··· Available data

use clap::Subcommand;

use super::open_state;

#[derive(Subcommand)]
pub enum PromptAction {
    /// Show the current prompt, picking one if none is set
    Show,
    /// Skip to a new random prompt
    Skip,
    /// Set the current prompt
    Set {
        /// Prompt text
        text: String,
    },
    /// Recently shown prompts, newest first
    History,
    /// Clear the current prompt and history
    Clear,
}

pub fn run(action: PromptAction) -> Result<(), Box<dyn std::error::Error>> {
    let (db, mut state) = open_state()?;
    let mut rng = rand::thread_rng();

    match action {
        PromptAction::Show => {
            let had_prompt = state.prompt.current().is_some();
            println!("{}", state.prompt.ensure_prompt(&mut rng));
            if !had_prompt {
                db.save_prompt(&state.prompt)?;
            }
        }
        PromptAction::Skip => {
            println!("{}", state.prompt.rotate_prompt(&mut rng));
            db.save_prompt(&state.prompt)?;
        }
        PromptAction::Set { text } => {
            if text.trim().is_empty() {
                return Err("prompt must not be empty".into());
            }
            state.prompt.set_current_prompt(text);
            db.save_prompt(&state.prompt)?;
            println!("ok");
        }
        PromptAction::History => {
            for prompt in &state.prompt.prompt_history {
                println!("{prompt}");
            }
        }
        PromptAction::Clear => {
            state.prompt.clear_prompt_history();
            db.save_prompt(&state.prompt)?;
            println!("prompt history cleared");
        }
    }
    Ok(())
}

······

Exercise
Among the entries above, copy exactly only the lines starting with the one containing "let mut rng = rand::thread_rng();" and going through the one containing "state.prompt.clear_prompt_history();", both ends included.

Task solution
    let mut rng = rand::thread_rng();

    match action {
        PromptAction::Show => {
            let had_prompt = state.prompt.current().is_some();
            println!("{}", state.prompt.ensure_prompt(&mut rng));
            if !had_prompt {
                db.save_prompt(&state.prompt)?;
            }
        }
        PromptAction::Skip => {
            println!("{}", state.prompt.rotate_prompt(&mut rng));
            db.save_prompt(&state.prompt)?;
        }
        PromptAction::Set { text } => {
            if text.trim().is_empty() {
                return Err("prompt must not be empty".into());
            }
            state.prompt.set_current_prompt(text);
            db.save_prompt(&state.prompt)?;
            println!("ok");
        }
        PromptAction::History => {
            for prompt in &state.prompt.prompt_history {
                println!("{prompt}");
            }
        }
        PromptAction::Clear => {
            state.prompt.clear_prompt_history();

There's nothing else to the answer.